A careful analysis of Justice Harlan's opinion is therefore
fundamental to an understanding of the ultimate holding of Estes.
Justice Harlan began by observing that the question of the constitutional
permissibility of televised trials was one fraught with unusual
difficulty: "Permitting television in the courtroom undeniably
has mischievous potentialities for intruding upon the detached
atmosphere which should always surround the judicial process.
Forbidding this innovation, however, would doubtless impinge
upon one of the valued attributes of our federalism by preventing
the states from pursuing a novel course of procedural experimentation.

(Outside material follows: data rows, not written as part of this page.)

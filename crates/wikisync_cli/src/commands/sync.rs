//! The `sync` command: publish the icon dataset to the wiki.

use std::collections::HashSet;
use std::sync::Arc;

use console::{Term, style};

use wikisync::retry::RetryConfig;
use wikisync::source::IconRecord;
use wikisync::sync::SyncReport;
use wikisync::{
    ApiError, Carrier, IconSource, ItemNaming, RequestScheduler, Shutdown, SyncDriver, SyncOptions,
    WikiClient,
};

use crate::config::Config;
use crate::progress::LoggingReporter;

/// Options of a sync run.
#[derive(Debug, Clone, clap::Args)]
pub(crate) struct SyncArgs {
    /// Ledger mutations between checkpoints (default from config or 100)
    #[arg(short = 'c', long)]
    checkpoint_every: Option<usize>,

    /// Only process the first N items (after --ids filtering)
    #[arg(short = 'l', long)]
    limit: Option<usize>,

    /// Only process these item ids
    #[arg(long, num_args = 1..)]
    ids: Vec<u32>,

    /// Do not sync the index and set modules
    #[arg(long)]
    no_aggregates: bool,

    /// Always load the ledger, even if its published checksum matches
    #[arg(long)]
    no_precheck: bool,
}

/// Keep the records selected by `--ids` and `--limit`, in dataset order.
fn select_records(mut records: Vec<IconRecord>, args: &SyncArgs) -> Vec<IconRecord> {
    if !args.ids.is_empty() {
        let wanted: HashSet<u32> = args.ids.iter().copied().collect();
        records.retain(|record| wanted.contains(&record.id));
    }
    if let Some(limit) = args.limit {
        records.truncate(limit);
    }
    records
}

fn naming(config: &Config) -> ItemNaming {
    ItemNaming {
        document_title: config.sync.document_title.clone(),
        asset_name: config.sync.asset_name.clone(),
        asset_description: config.sync.asset_description.clone(),
        aggregate_root: config.sync.aggregate_root.clone(),
    }
}

/// Log in when credentials are configured. The client logs the session user.
async fn authenticate(
    client: &WikiClient,
    credentials: Option<(&str, &str)>,
) -> Result<(), ApiError> {
    match credentials {
        Some((username, password)) => client.login(username, password).await,
        None => {
            tracing::warn!("No wiki credentials configured, writing anonymously");
            Ok(())
        }
    }
}

/// Handle the sync command.
pub(crate) async fn handle_sync(
    args: SyncArgs,
    config: &Config,
    shutdown: Shutdown,
) -> Result<SyncReport, Box<dyn std::error::Error>> {
    let api_url = config.wiki.api_url.as_deref().ok_or(
        "no wiki API URL configured (set [wiki] api_url or WIKISYNC_WIKI__API_URL)",
    )?;
    let user_agent = &config.wiki.user_agent;

    let scheduler = RequestScheduler::per_minute(config.wiki.requests_per_minute);
    let client = WikiClient::new(api_url, user_agent, scheduler)?;
    authenticate(&client, config.credentials()).await?;

    let source = IconSource::new(
        &config.source.base_url,
        user_agent,
        config.source.requests_per_second,
        naming(config),
    )?
    .with_prefetch(config.source.prefetch);
    let catalog = source.catalog().await?;
    let records = select_records(catalog.records.clone(), &args);
    tracing::info!(
        total = catalog.records.len(),
        without_image = catalog.without_image,
        selected = records.len(),
        "Fetched icon catalog"
    );

    let aggregates = if args.no_aggregates {
        Vec::new()
    } else {
        source.aggregate_items(&catalog)
    };

    let options = SyncOptions {
        checkpoint_every: args
            .checkpoint_every
            .unwrap_or(config.sync.checkpoint_every),
        ledger_file: config.sync.ledger_file.clone(),
        retry: RetryConfig::default(),
        precheck: config.sync.precheck && !args.no_precheck,
    };

    let mut driver = SyncDriver::new(client, options).with_shutdown(shutdown);
    if let Some(path) = &config.sync.carrier_template {
        let bytes = std::fs::read(path)
            .map_err(|e| format!("could not read carrier template {}: {e}", path.display()))?;
        driver = driver.with_carrier_template(Carrier::load(&bytes)?);
    }

    let reporter = Arc::new(LoggingReporter::new());
    let callback = reporter.as_callback();
    let feed = source.feed(records).with_items(aggregates);
    let report = driver.run(feed, Some(&callback)).await?;

    display_summary(&report);
    Ok(report)
}

fn display_summary(report: &SyncReport) {
    if !Term::stdout().is_term() {
        return;
    }

    let headline = if report.interrupted {
        style("Sync interrupted").yellow().bold()
    } else if report.up_to_date {
        style("Already up to date").green().bold()
    } else {
        style("Sync complete").green().bold()
    };
    println!("\n{headline}: {} items processed", report.processed);

    for (label, counts) in [("Assets", &report.assets), ("Documents", &report.documents)] {
        println!(
            "  {label:<10} {} new, {} changed, {} unchanged",
            style(counts.new).cyan(),
            style(counts.changed).cyan(),
            counts.unchanged
        );
    }
    if report.fetch_failed > 0 {
        println!("  {:<10} {} images unavailable", "Skipped", report.fetch_failed);
    }
    println!("  {:<10} {} saves", "Ledger", report.checkpoints);
}
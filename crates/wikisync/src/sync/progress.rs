//! Progress reporting types for sync runs.
//!
//! The driver emits [`SyncProgress`] events through an optional callback;
//! rendering them is left to the caller.

use crate::ledger::Namespace;

use super::types::{Classification, SyncReport};

/// Progress events emitted during a sync run.
#[derive(Debug, Clone)]
#[non_exhaustive]
pub enum SyncProgress {
    /// Fetching the published ledger carrier.
    LoadingLedger {
        /// Store name of the carrier.
        file: String,
    },

    /// Ledger decoded and ready.
    LedgerLoaded {
        /// Entries in the asset namespace.
        assets: usize,
        /// Entries in the document namespace.
        documents: usize,
        /// True if no carrier was published yet and an empty ledger is used.
        fresh: bool,
    },

    /// The published carrier already matches the data; nothing to do.
    UpToDate {
        /// Items compared.
        items: usize,
    },

    /// Starting to walk the dataset.
    SyncingItems {
        /// Number of items, if known up front.
        total: Option<usize>,
    },

    /// One namespace of one item was classified and, if needed, written.
    ItemSynced {
        id: u32,
        namespace: Namespace,
        classification: Classification,
        /// True if the store reported the write as a no-op.
        unchanged_remotely: bool,
    },

    /// All namespaces of an item were handled.
    ItemProcessed {
        id: u32,
        /// Running count of processed items.
        processed: usize,
    },

    /// The item's asset could not be retrieved; its document still syncs.
    AssetUnavailable {
        id: u32,
        /// Why the asset is missing.
        reason: String,
    },

    /// Publishing the ledger carrier.
    PersistingLedger {
        /// Entries in the asset namespace.
        assets: usize,
        /// Entries in the document namespace.
        documents: usize,
        /// Whether this is the last publication of the run.
        final_checkpoint: bool,
    },

    /// Ledger carrier published.
    LedgerPersisted {
        /// True if the store already held identical bytes.
        unchanged: bool,
    },

    /// A retryable failure, backing off before the next attempt.
    RetryBackoff {
        /// What is being retried.
        operation: String,
        /// Time to wait before retry (ms).
        retry_after_ms: u64,
        /// Current attempt number.
        attempt: u32,
    },

    /// A shutdown request was observed; the run stops after the current item.
    ShutdownObserved {
        /// Items processed before stopping.
        processed: usize,
    },

    /// Warning message (non-fatal).
    Warning {
        /// Warning message.
        message: String,
    },

    /// The run finished (successfully or after a shutdown request).
    SyncComplete {
        /// Final counts.
        report: SyncReport,
    },
}

/// Callback for progress updates during a sync run.
pub type ProgressCallback = Box<dyn Fn(SyncProgress) + Send + Sync>;

/// Emit a progress event if a callback is provided.
///
/// # Example
///
/// ```ignore
/// use wikisync::sync::{emit, SyncProgress, ProgressCallback};
///
/// fn step(on_progress: Option<&ProgressCallback>) {
///     emit(on_progress, SyncProgress::SyncingItems { total: Some(42) });
/// }
/// ```
#[inline]
pub fn emit(on_progress: Option<&ProgressCallback>, event: SyncProgress) {
    if let Some(cb) = on_progress {
        cb(event);
    }
}

#[cfg(test)]
mod tests {
    use super::*;
    use std::sync::atomic::{AtomicUsize, Ordering};
    use std::sync::{Arc, Mutex};

    #[test]
    fn emit_with_callback() {
        let count = Arc::new(AtomicUsize::new(0));
        let count_clone = Arc::clone(&count);

        let callback: ProgressCallback = Box::new(move |_event| {
            count_clone.fetch_add(1, Ordering::SeqCst);
        });

        emit(Some(&callback), SyncProgress::SyncingItems { total: Some(3) });
        emit(
            Some(&callback),
            SyncProgress::LedgerPersisted { unchanged: false },
        );

        assert_eq!(count.load(Ordering::SeqCst), 2);
    }

    #[test]
    fn emit_without_callback() {
        emit(None, SyncProgress::SyncingItems { total: None });
    }

    #[test]
    fn events_are_delivered_in_order() {
        let seen: Arc<Mutex<Vec<u32>>> = Arc::new(Mutex::new(Vec::new()));
        let capture = Arc::clone(&seen);
        let callback: ProgressCallback = Box::new(move |event| {
            if let SyncProgress::ItemProcessed { id, .. } = event {
                capture.lock().unwrap().push(id);
            }
        });

        for id in [3, 1, 2] {
            emit(
                Some(&callback),
                SyncProgress::ItemProcessed { id, processed: 0 },
            );
        }

        assert_eq!(*seen.lock().unwrap(), vec![3, 1, 2]);
    }

    #[test]
    fn item_synced_debug_names_namespace() {
        let event = SyncProgress::ItemSynced {
            id: 7,
            namespace: Namespace::Asset,
            classification: Classification::New,
            unchanged_remotely: false,
        };
        let debug_str = format!("{event:?}");
        assert!(debug_str.contains("Asset"));
        assert!(debug_str.contains("New"));
    }
}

My conclusion is that there is no constitutional requirement
that television be allowed in the courtroom, and, at least as
to a notorious criminal trial such as this one, the considerations
against allowing television in the courtroom so far outweigh
the countervailing factors advanced in its support as to require
a holding that what was done in this case infringed the fundamental
right to a fair trial assured by the Due Process Clause of the
Fourteenth Amendment." Ibid. (emphasis added).
He then proceeded to catalog what he perceived as the inherent
dangers of televised trials. "In the context of a trial
of intense public interest, there is certainly a strong possibility
that the timid or reluctant witness, for whom a court appearance
even at its traditional best is a harrowing affair, will become
more timid or reluctant when he finds that he will also be *572
appearing before a 'hidden audience' of unknown but large dimensions.
There is certainly a strong possibility that the 'cocky' witness
having a thirst for the limelight will become more 'cocky' under
the influence of television. And who can say that the juror who
is gratified by having been chosen for a front-line case, an
ambitious prosecutor, a publicity-minded defense attorney, and
even a conscientious judge will not stray, albeit unconsciously,
from doing what 'comes naturally' into pluming themselves for
a satisfactory television 'performance'?" Id., at 591, 85
S.Ct., at 1664.
Justice Harlan faced squarely the reality that these possibilities
carry "grave potentialities for distorting the integrity
of the judicial process," and that, although such distortions
may produce no telltale signs, "their effects may be far
more pervasive and deleterious than the physical disruptions
which all would concede would vitiate a conviction." Id.,
at 592, 85 S.Ct. at 1664. The "countervailing factors"
alluded to by Justice Harlan were, as here, the educational and
informational value to the public.
Justice STEWART, joined by Justices BLACK, BRENNAN, and WHITE
in dissent, concluded that no prejudice had been shown and that
Estes' Fourteenth Amendment rights had not been violated. While
expressing reservations not unlike those of Justice Harlan and
those of Chief Justice Warren, the dissent expressed unwillingness
to "escalate this personal view into a per se constitutional
rule." Id., at 601, 85 S.Ct. at 1669. The four dissenters
disagreed both with the per se rule embodied in the plurality
opinion of Justice Clark and with the judgment of the Court that
"the circumstances of [that] trial led to a denial of [Estes']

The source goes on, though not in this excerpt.